For an instant she hears distant music, a singing voice with orchestral accompaniment. She pauses to listen. The music’s pulse travels through the trees. Strange. Possibly it’s Roger, she thinks, between deep breaths; Roger onstage in the karaoke bar, singing his greatest hits to other lonelies in the dark. “Blue Bayou,” “Layla,” “Tommy,” “Try to Remember.” Roger at a safe distance. Her hair, she realizes, is shining in the moonlight. If she were being watched, she would at least look good.
But wouldn’t it be romantic to peer down from these woods through the dark and spy some shining, many-winged lodge lying below, windows ablaze, like an exotic casino from some Paul Muni movie. Graceful skaters adrift on a lighted rink. A garlanded lift still in stately motion, a few, last alpinists taking their silken, torchless float before lights-out. The great tree shining from the summit.
Except, this is not a particularly pretty part of Michigan. Nothing’s to see — dark trunks, cold dead falls, swags of heavy snow hung in the spruce boughs.
And she is stiffening. Just that fast. New muscles being visited. Best not to go so far.
Daisy, her sister, comes to mind. Daisy, who will soon exit the hospital with a whole new view of life. Inside, there’s of course been the 12-step ritual to accompany the normal curriculum of deprivation and regret. And someone, somewhere, at some time possibly even decades back, will definitely turn out to have touched Daisy in ways inappropriate and detrimental to her well-being, and at an all-too-tender age. And not just once, but many times, over a series of terrible, silent years. The culprit possibly an older, suspicious neighborhood youth — a loner — or a far too avuncular school librarian. Even the paterfamilias will come under posthumous scrutiny (the historical perspective, as always, unprovable and therefore indisputable).

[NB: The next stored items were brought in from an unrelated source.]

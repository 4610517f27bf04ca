//! Rules
//!
//! A rule gathers the nodes it applies to (selector, run scope, hidden-node
//! exclusion, then its `matches` filter) and runs its checks on each of
//! them in document order. Turning check results into verdicts happens
//! later, once results from every frame are in; see [`crate::aggregate`].

use crate::check::Check;
use crate::config::RunOptions;
use crate::context::Context;
use crate::matcher::{CompiledExpression, MatchContext};
use crate::pack::{CheckRef, MatchSpec, RuleSpec};
use crate::registry::{Matches, Registry};
use crate::result::{NodeRef, NodeResult, RuleResult, TestResult};
use crate::{AuditError, Result};
use fos_a11y::is_visible_to_screen_readers;
use fos_vdom::{compile, query_selector_all, VNodeId, VirtualTree};
use std::collections::{BTreeSet, HashMap};
use std::fmt;
use std::rc::Rc;
use std::time::Duration;

/// Shared inputs of one run over one tree
pub(crate) struct RunScope<'a> {
    pub tree: &'a VirtualTree,
    pub context: &'a Context,
    pub options: &'a RunOptions,
    pub initiator: bool,
    pub check_timeout: Duration,
}

enum RuleMatcher {
    Always,
    Handler(Rc<dyn Matches>),
    Expression(CompiledExpression),
}

/// A rule definition bound to its handlers
pub(crate) struct Rule {
    pub spec: RuleSpec,
    matcher: RuleMatcher,
}

impl fmt::Debug for Rule {
    fn fmt(&self, f: &mut fmt::Formatter<'_>) -> fmt::Result {
        f.debug_struct("Rule")
            .field("id", &self.spec.id)
            .field("selector", &self.spec.selector)
            .finish()
    }
}

impl Rule {
    /// Validate a definition and bind it. Every referenced check must exist.
    pub fn compile(spec: RuleSpec, registry: &Registry, checks: &HashMap<String, Check>) -> Result<Self> {
        if spec.id.is_empty() {
            return Err(AuditError::Configuration("rule without an id".to_string()));
        }
        fos_css::parse_selector_list(&spec.selector)
            .map_err(|e| AuditError::Configuration(format!("rule {} has an invalid selector: {e}", spec.id)))?;

        let matcher = match &spec.matches {
            None => RuleMatcher::Always,
            Some(MatchSpec::Handler(id)) => RuleMatcher::Handler(registry.matcher(id).ok_or_else(|| {
                AuditError::Configuration(format!("rule {} uses unknown matcher {}", spec.id, id))
            })?),
            Some(MatchSpec::Expression(expression)) => {
                let compiled = CompiledExpression::compile(expression)?;
                if let Some(condition) = compiled.condition() {
                    if registry.matcher(condition).is_none() {
                        return Err(AuditError::Configuration(format!(
                            "rule {} uses unknown matcher {}",
                            spec.id, condition
                        )));
                    }
                }
                RuleMatcher::Expression(compiled)
            }
        };

        if let Some(missing) = spec.check_refs().find(|r| !checks.contains_key(r.id())) {
            return Err(AuditError::Configuration(format!(
                "rule {} references unknown check {}",
                spec.id,
                missing.id()
            )));
        }
        Ok(Self { spec, matcher })
    }

    fn is_match(&self, registry: &Registry, cx: &MatchContext<'_>) -> bool {
        match &self.matcher {
            RuleMatcher::Always => true,
            RuleMatcher::Handler(handler) => handler.matches(cx),
            RuleMatcher::Expression(expression) => expression.matches(registry, cx),
        }
    }

    /// Nodes the rule applies to, in document order
    #[cfg(test)]
    pub fn gather(&self, scope: &RunScope<'_>, registry: &Registry) -> Result<Vec<VNodeId>> {
        self.gather_nodes(scope, registry, self.spec.exclude_hidden)
    }

    fn gather_nodes(&self, scope: &RunScope<'_>, registry: &Registry, exclude_hidden: bool) -> Result<Vec<VNodeId>> {
        let tree = scope.tree;
        let selector = compile(tree, &self.spec.selector)?;
        let mut nodes = BTreeSet::new();
        for root in &scope.context.include {
            nodes.extend(
                query_selector_all(tree, *root, &selector)
                    .into_iter()
                    .filter(|id| scope.context.contains(*id)),
            );
        }
        Ok(nodes
            .into_iter()
            .filter(|id| !exclude_hidden || is_visible_to_screen_readers(tree, *id))
            .filter(|id| {
                let cx = MatchContext {
                    tree,
                    node: *id,
                    initiator: scope.initiator,
                };
                self.is_match(registry, &cx)
            })
            .collect())
    }

    async fn run_group(
        &self,
        scope: &RunScope<'_>,
        checks: &HashMap<String, Check>,
        refs: &[CheckRef],
        node: VNodeId,
        slot: usize,
    ) -> Vec<crate::result::CheckResult> {
        let mut results = Vec::with_capacity(refs.len());
        for check_ref in refs {
            let Some(check) = checks.get(check_ref.id()) else {
                continue;
            };
            if !scope.options.check_enabled(check_ref.id(), check.spec.enabled) {
                continue;
            }
            let options = check.options(check_ref.options(), scope.options.check_options(check_ref.id()));
            let mut result = check.run(scope, node, &options).await;
            if let Some(impact) = self.spec.impact {
                result.impact = Some(impact);
            }
            result.slot = slot;
            results.push(result);
        }
        results
    }

    /// Gather and evaluate. A rule that cannot gather its nodes reports the
    /// error instead of failing the run.
    pub async fn run(&self, scope: &RunScope<'_>, checks: &HashMap<String, Check>, registry: &Registry) -> RuleResult {
        self.evaluate(scope, checks, registry, self.spec.exclude_hidden).await
    }

    /// Run on a serialized tree, where hidden nodes are tested too
    pub async fn run_virtual(
        &self,
        scope: &RunScope<'_>,
        checks: &HashMap<String, Check>,
        registry: &Registry,
    ) -> RuleResult {
        self.evaluate(scope, checks, registry, false).await
    }

    async fn evaluate(
        &self,
        scope: &RunScope<'_>,
        checks: &HashMap<String, Check>,
        registry: &Registry,
        exclude_hidden: bool,
    ) -> RuleResult {
        let mut result = RuleResult::new(&self.spec.id);
        result.page_level = self.spec.page_level;
        result.impact = self.spec.impact;
        result.tags = self.spec.tags.clone();

        let nodes = match self.gather_nodes(scope, registry, exclude_hidden) {
            Ok(nodes) => nodes,
            Err(err) => {
                tracing::warn!("Rule {} could not run: {}", self.spec.id, err);
                result.error = Some(err.to_string());
                result.result = TestResult::CantTell;
                return result;
            }
        };
        tracing::debug!("Rule {} applies to {} nodes", self.spec.id, nodes.len());

        for (slot, node) in nodes.into_iter().enumerate() {
            let mut node_result = NodeResult::new(NodeRef::describe(
                scope.tree,
                node,
                scope.options.selectors,
                scope.options.ancestry,
            ));
            if !scope.options.element_ref {
                node_result.node.element = None;
            }
            node_result.any = self.run_group(scope, checks, &self.spec.any, node, slot).await;
            node_result.all = self.run_group(scope, checks, &self.spec.all, node, slot).await;
            node_result.none = self.run_group(scope, checks, &self.spec.none, node, slot).await;
            result.nodes.push(node_result);
        }
        result
    }
}

#[cfg(test)]
mod tests {
    use super::*;
    use crate::pack::CheckSpec;
    use crate::check::Evaluation;
    use fos_vdom::SerialNode;
    use serde_json::json;

    fn setup() -> (Registry, HashMap<String, Check>) {
        let mut registry = Registry::new();
        registry
            .add_evaluate("has-src", |cx| Ok(Evaluation::from(cx.vnode().has_attr("src"))))
            .add_matches("not-decorative", |cx| cx.tree[cx.node].attr("role") != Some("none"));
        let spec: CheckSpec = serde_json::from_value(json!({ "id": "has-src", "evaluate": "has-src" })).unwrap();
        let mut checks = HashMap::new();
        checks.insert("has-src".to_string(), Check::compile(spec, &registry).unwrap());
        (registry, checks)
    }

    fn rule(value: serde_json::Value, registry: &Registry, checks: &HashMap<String, Check>) -> Result<Rule> {
        Rule::compile(serde_json::from_value(value).unwrap(), registry, checks)
    }

    fn tree() -> VirtualTree {
        let root = SerialNode::element("div")
            .with_child(SerialNode::element("img").with_attr("src", "a.png"))
            .with_child(SerialNode::element("img").with_attr("role", "none"))
            .with_child(SerialNode::element("img"));
        VirtualTree::from_serial(&root).unwrap()
    }

    #[test]
    fn test_compile_validation() {
        let (registry, checks) = setup();
        assert!(rule(json!({ "id": "r", "selector": "img", "all": ["has-src"] }), &registry, &checks).is_ok());
        assert!(matches!(
            rule(json!({ "id": "r", "all": ["missing"] }), &registry, &checks),
            Err(AuditError::Configuration(_))
        ));
        assert!(matches!(
            rule(json!({ "id": "r", "selector": "img[" }), &registry, &checks),
            Err(AuditError::Configuration(_))
        ));
        assert!(matches!(
            rule(json!({ "id": "r", "matches": "nope" }), &registry, &checks),
            Err(AuditError::Configuration(_))
        ));
    }

    #[test]
    fn test_gather_and_run() {
        let (registry, checks) = setup();
        let rule = rule(
            json!({ "id": "img-src", "selector": "img", "matches": "not-decorative", "all": ["has-src"] }),
            &registry,
            &checks,
        )
        .unwrap();
        let tree = tree();
        let context = Context::whole(&tree);
        let options = RunOptions::default();
        let scope = RunScope {
            tree: &tree,
            context: &context,
            options: &options,
            initiator: true,
            check_timeout: Duration::from_secs(1),
        };
        assert_eq!(rule.gather(&scope, &registry).unwrap().len(), 2);

        let result = smol::block_on(rule.run(&scope, &checks, &registry));
        assert_eq!(result.nodes.len(), 2);
        assert_eq!(result.nodes[0].all[0].result, Some(true));
        assert_eq!(result.nodes[1].all[0].result, Some(false));
        assert_eq!(result.nodes[1].all[0].slot, 1);
        assert!(result.nodes[0].node.element.is_none());
    }

    #[test]
    fn test_disabled_check_is_skipped() {
        let (registry, checks) = setup();
        let rule = rule(json!({ "id": "r", "selector": "img", "all": ["has-src"] }), &registry, &checks).unwrap();
        let tree = tree();
        let context = Context::whole(&tree);
        let options: RunOptions = serde_json::from_value(json!({ "checks": { "has-src": { "enabled": false } } })).unwrap();
        let scope = RunScope {
            tree: &tree,
            context: &context,
            options: &options,
            initiator: true,
            check_timeout: Duration::from_secs(1),
        };
        let result = smol::block_on(rule.run(&scope, &checks, &registry));
        assert!(result.nodes.iter().all(|n| n.all.is_empty()));
    }
}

And certain sacrifices of dignity will naturally be requested of everyone then, due to this rich new news from the past: a world so much more lethal than anyone believed, nothing being the way we thought it was; so much hidden from view; if anyone had only known, could’ve spoken out and opened up the lines of communication, could’ve trusted, confided, blah, blah, blah. Their mother will, necessarily, have suspected nothing, but unquestionably should’ve. Perhaps Daisy, herself, will have suggested that Faith is a lesbian. The snowball effect. No one safe, no one innocent.

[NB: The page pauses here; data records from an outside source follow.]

impl<'a> SelectorParser<'a> {
    fn new(source: &'a str) -> Self {
        Self {
            source,
            chars: source.chars().collect(),
            pos: 0,
        }
    }

    fn error(&self, message: &str) -> CssError {
        CssError::InvalidSelector {
            selector: self.source.to_string(),
            message: format!("{} at offset {}", message, self.pos),
        }
    }

    fn peek(&self) -> Option<char> {
        self.chars.get(self.pos).copied()
    }

    fn peek_at(&self, offset: usize) -> Option<char> {
        self.chars.get(self.pos + offset).copied()
    }

    fn at_end(&self) -> bool {
        self.pos >= self.chars.len()
    }

    fn bump(&mut self) -> Option<char> {
        let c = self.peek()?;
        self.pos += 1;
        Some(c)
    }

    fn eat(&mut self, expected: char) -> bool {
        if self.peek() == Some(expected) {
            self.pos += 1;
            true
        } else {
            false
        }
    }

    fn skip_whitespace(&mut self) -> bool {
        let start = self.pos;
        while self.peek().is_some_and(char::is_whitespace) {
            self.pos += 1;
        }
        self.pos > start
    }

    fn parse_list(&mut self, nested: bool) -> Result<SelectorList, CssError> {
        let mut selectors = Vec::new();
        loop {
            self.skip_whitespace();
            selectors.push(self.parse_complex()?);
            self.skip_whitespace();
            if self.eat(',') {
                continue;
            }
            if self.at_end() || (nested && self.peek() == Some(')')) {
                break;
            }
            return Err(self.error("expected ',' or end of selector"));
        }
        Ok(SelectorList(selectors))
    }

    fn parse_complex(&mut self) -> Result<ComplexSelector, CssError> {
        // A leading combinator is allowed inside :has()
        let mut compounds = vec![self.parse_compound()?];
        let mut combinators = Vec::new();
        loop {
            let had_space = self.skip_whitespace();
            let combinator = match self.peek() {
                Some('>') => Combinator::Child,
                Some('+') => Combinator::NextSibling,
                Some('~') => Combinator::SubsequentSibling,
                Some(',') | Some(')') | None => break,
                Some(_) if had_space => Combinator::Descendant,
                Some(_) => return Err(self.error("unexpected character")),
            };
            if combinator != Combinator::Descendant {
                self.pos += 1;
                self.skip_whitespace();
            }
            combinators.push(combinator);
            compounds.push(self.parse_compound()?);
        }
        Ok(ComplexSelector {
            compounds,
            combinators,
        })
    }

    fn parse_compound(&mut self) -> Result<Compound, CssError> {
        let mut components = Vec::new();
        if self.eat('*') {
            components.push(SelectorComponent::Universal);
        } else if self.starts_identifier() {
            components.push(SelectorComponent::Type(self.parse_identifier()?));
        }
        loop {
            match self.peek() {
                Some('#') => {
                    self.pos += 1;
                    components.push(SelectorComponent::Id(self.parse_name()?));
                }
                Some('.') => {
                    self.pos += 1;
                    components.push(SelectorComponent::Class(self.parse_identifier()?));
                }
                Some('[') => {
                    self.pos += 1;
                    components.push(SelectorComponent::Attribute(self.parse_attribute()?));
                }
                Some(':') => {
                    self.pos += 1;
                    if self.peek() == Some(':') {
                        return Err(self.error("pseudo-elements are not supported"));
                    }
                    components.push(SelectorComponent::PseudoClass(self.parse_pseudo()?));
                }
                _ => break,
            }
        }
        if components.is_empty() {
            return Err(self.error("expected selector"));
        }
        Ok(Compound(components))
    }

    fn starts_identifier(&self) -> bool {
        match self.peek() {
            Some(c) if c.is_alphabetic() || c == '_' || c == '\\' || !c.is_ascii() => true,
            Some('-') => self
                .peek_at(1)
                .is_some_and(|c| c.is_alphabetic() || c == '-' || c == '_' || c == '\\' || !c.is_ascii()),
            _ => false,
        }
    }

    fn is_name_char(c: char) -> bool {
        c.is_alphanumeric() || c == '-' || c == '_' || !c.is_ascii()
    }

    fn parse_identifier(&mut self) -> Result<String, CssError> {
        if !self.starts_identifier() {
            return Err(self.error("expected identifier"));
        }
        self.parse_name()
    }

    /// Name characters and escapes; ids may start with escaped digits
    fn parse_name(&mut self) -> Result<String, CssError> {
        let mut out = String::new();
        while let Some(c) = self.peek() {
            if c == '\\' {
                self.pos += 1;
                out.push(self.parse_escape()?);
            } else if Self::is_name_char(c) {
                self.pos += 1;
                out.push(c);
            } else {
                break;
            }
        }
        if out.is_empty() {
            return Err(self.error("expected name"));
        }
        Ok(out)
    }

    fn parse_escape(&mut self) -> Result<char, CssError> {
        let mut hex = String::new();
        while hex.len() < 6 && self.peek().is_some_and(|c| c.is_ascii_hexdigit()) {
            hex.extend(self.bump());
        }
        if hex.is_empty() {
            return self.bump().ok_or_else(|| self.error("unterminated escape"));
        }
        // One whitespace character terminates a hex escape
        if self.peek().is_some_and(char::is_whitespace) {
            self.pos += 1;
        }
        let code = u32::from_str_radix(&hex, 16).map_err(|_| self.error("invalid escape"))?;
        Ok(match char::from_u32(code) {
            Some(c) if code != 0 => c,
            _ => '\u{FFFD}',
        })
    }

    fn parse_string(&mut self, quote: char) -> Result<String, CssError> {
        let mut out = String::new();
        loop {
            match self.bump() {
                None => return Err(self.error("unterminated string")),
                Some(c) if c == quote => return Ok(out),
                Some('\\') => match self.peek() {
                    Some('\n') => {
                        self.pos += 1;
                    }
                    Some(_) => out.push(self.parse_escape()?),
                    None => return Err(self.error("unterminated string")),
                },
                Some(c) => out.push(c),
            }
        }
    }

    fn parse_attribute(&mut self) -> Result<AttributeSelector, CssError> {
        self.skip_whitespace();
        let name = self.parse_name()?;
        self.skip_whitespace();
        let operator = match self.peek() {
            Some(']') => {
                self.pos += 1;
                return Ok(AttributeSelector {
                    name,
                    matcher: None,
                    case_insensitive: false,
                });
            }
            Some('=') => {
                self.pos += 1;
                '='
            }
            Some(op @ ('~' | '|' | '^' | '$' | '*')) if self.peek_at(1) == Some('=') => {
                self.pos += 2;
                op
            }
            _ => return Err(self.error("invalid attribute operator")),
        };
        self.skip_whitespace();
        let value = match self.peek() {
            Some(quote @ ('"' | '\'')) => {
                self.pos += 1;
                self.parse_string(quote)?
            }
            _ => self.parse_name()?,
        };
        self.skip_whitespace();
        let mut case_insensitive = false;
        if let Some(flag @ ('i' | 'I' | 's' | 'S')) = self.peek() {
            self.pos += 1;
            case_insensitive = flag.eq_ignore_ascii_case(&'i');
            self.skip_whitespace();
        }
        if !self.eat(']') {
            return Err(self.error("expected ']'"));
        }
        let matcher = match operator {
            '=' => AttributeMatcher::Exact(value),
            '~' => AttributeMatcher::Contains(value),
            '|' => AttributeMatcher::DashMatch(value),
            '^' => AttributeMatcher::Prefix(value),
            '$' => AttributeMatcher::Suffix(value),
            _ => AttributeMatcher::Substring(value),
        };
        Ok(AttributeSelector {
            name,
            matcher: Some(matcher),
            case_insensitive,
        })
    }

    /// Raw text up to the matching close paren
    fn parse_raw_argument(&mut self) -> Result<String, CssError> {
        let mut depth = 0;
        let mut out = String::new();
        loop {
            match self.bump() {
                None => return Err(self.error("unterminated argument")),
                Some('(') => {
                    depth += 1;
                    out.push('(');
                }
                Some(')') if depth == 0 => return Ok(out),
                Some(')') => {
                    depth -= 1;
                    out.push(')');
                }
                Some(c) => out.push(c),
            }
        }
    }

    fn parse_nested_list(&mut self) -> Result<SelectorList, CssError> {
        let list = self.parse_list(true)?;
        self.skip_whitespace();
        if !self.eat(')') {
            return Err(self.error("expected ')'"));
        }
        Ok(list)
    }

    fn parse_nth(&mut self) -> Result<NthExpression, CssError> {
        let raw = self.parse_raw_argument()?;
        NthExpression::parse(&raw).ok_or_else(|| self.error("invalid nth expression"))
    }

    fn parse_pseudo(&mut self) -> Result<PseudoClass, CssError> {
        let name = self.parse_identifier()?.to_ascii_lowercase();
        if self.eat('(') {
            self.skip_whitespace();
            return match name.as_str() {
                "not" => Ok(PseudoClass::Not(self.parse_nested_list()?)),
                "is" | "matches" => Ok(PseudoClass::Is(self.parse_nested_list()?)),
                "where" => Ok(PseudoClass::Where(self.parse_nested_list()?)),
                "has" => {
                    // Relative selectors: a leading '>' is read as plain descent
                    self.eat('>');
                    Ok(PseudoClass::Has(self.parse_nested_list()?))
                }
                "nth-child" => Ok(PseudoClass::NthChild(self.parse_nth()?)),
                "nth-last-child" => Ok(PseudoClass::NthLastChild(self.parse_nth()?)),
                "nth-of-type" => Ok(PseudoClass::NthOfType(self.parse_nth()?)),
                "nth-last-of-type" => Ok(PseudoClass::NthLastOfType(self.parse_nth()?)),
                "lang" => Ok(PseudoClass::Lang(self.parse_raw_argument()?.trim().to_string())),
                "dir" => match self.parse_raw_argument()?.trim() {
                    "ltr" => Ok(PseudoClass::Dir(Direction::Ltr)),
                    "rtl" => Ok(PseudoClass::Dir(Direction::Rtl)),
                    _ => Err(self.error("invalid :dir() argument")),
                },
                _ => Err(self.error("unknown functional pseudo-class")),
            };
        }
        match name.as_str() {
            "link" | "any-link" => Ok(PseudoClass::Link),
            "enabled" => Ok(PseudoClass::Enabled),
            "disabled" => Ok(PseudoClass::Disabled),
            "checked" => Ok(PseudoClass::Checked),
            "required" => Ok(PseudoClass::Required),
            "optional" => Ok(PseudoClass::Optional),
            "read-only" => Ok(PseudoClass::ReadOnly),
            "read-write" => Ok(PseudoClass::ReadWrite),
            "root" => Ok(PseudoClass::Root),
            "empty" => Ok(PseudoClass::Empty),
            "first-child" => Ok(PseudoClass::FirstChild),
            "last-child" => Ok(PseudoClass::LastChild),
            "only-child" => Ok(PseudoClass::OnlyChild),
            "first-of-type" => Ok(PseudoClass::FirstOfType),
            "last-of-type" => Ok(PseudoClass::LastOfType),
            "only-of-type" => Ok(PseudoClass::OnlyOfType),
            _ => Err(self.error("unknown pseudo-class")),
        }
    }
}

Up ahead, in the shadows, a mile into the trek, Shelter 1 sits to the right of Nordic Trail 1—a darkened clump in a small clearing, a place to rest and wait for the others to catch up (if there were others). A perfect place to turn back.
Shelter 1 is nothing fancy, a simple rustic school-bus enclosure open on one side and hewn from logs. Out on the snow lie crusts of dinner rolls, a wedge of pizza, some wadded tissues, three beer cans — treats for the forest creatures — each casting its tiny shadow upon the white surface.
Although seated in the gloomy inside on a plank bench are not school kids, but Roger, the brother-in-law, in his powder-blue ski suit and hiking boots. He is not singing karaoke after all. She noticed no boot tracks up the trail. Roger is more resourceful than at first he seems.
“It’s eff-ing cold up here.” Roger speaks from within the shadows of Shelter 1. He is not wearing his black glasses now, and is barely visible, though she senses he’s smiling — his brown eyes even narrower.
“What are you doing up here, Roger,” Faith asks.
“Oh,” Roger says out of the gloom. “I just thought I’d come up.” He crosses his arms and extends his hiking boots into the snow-light like some species of high-school toughie.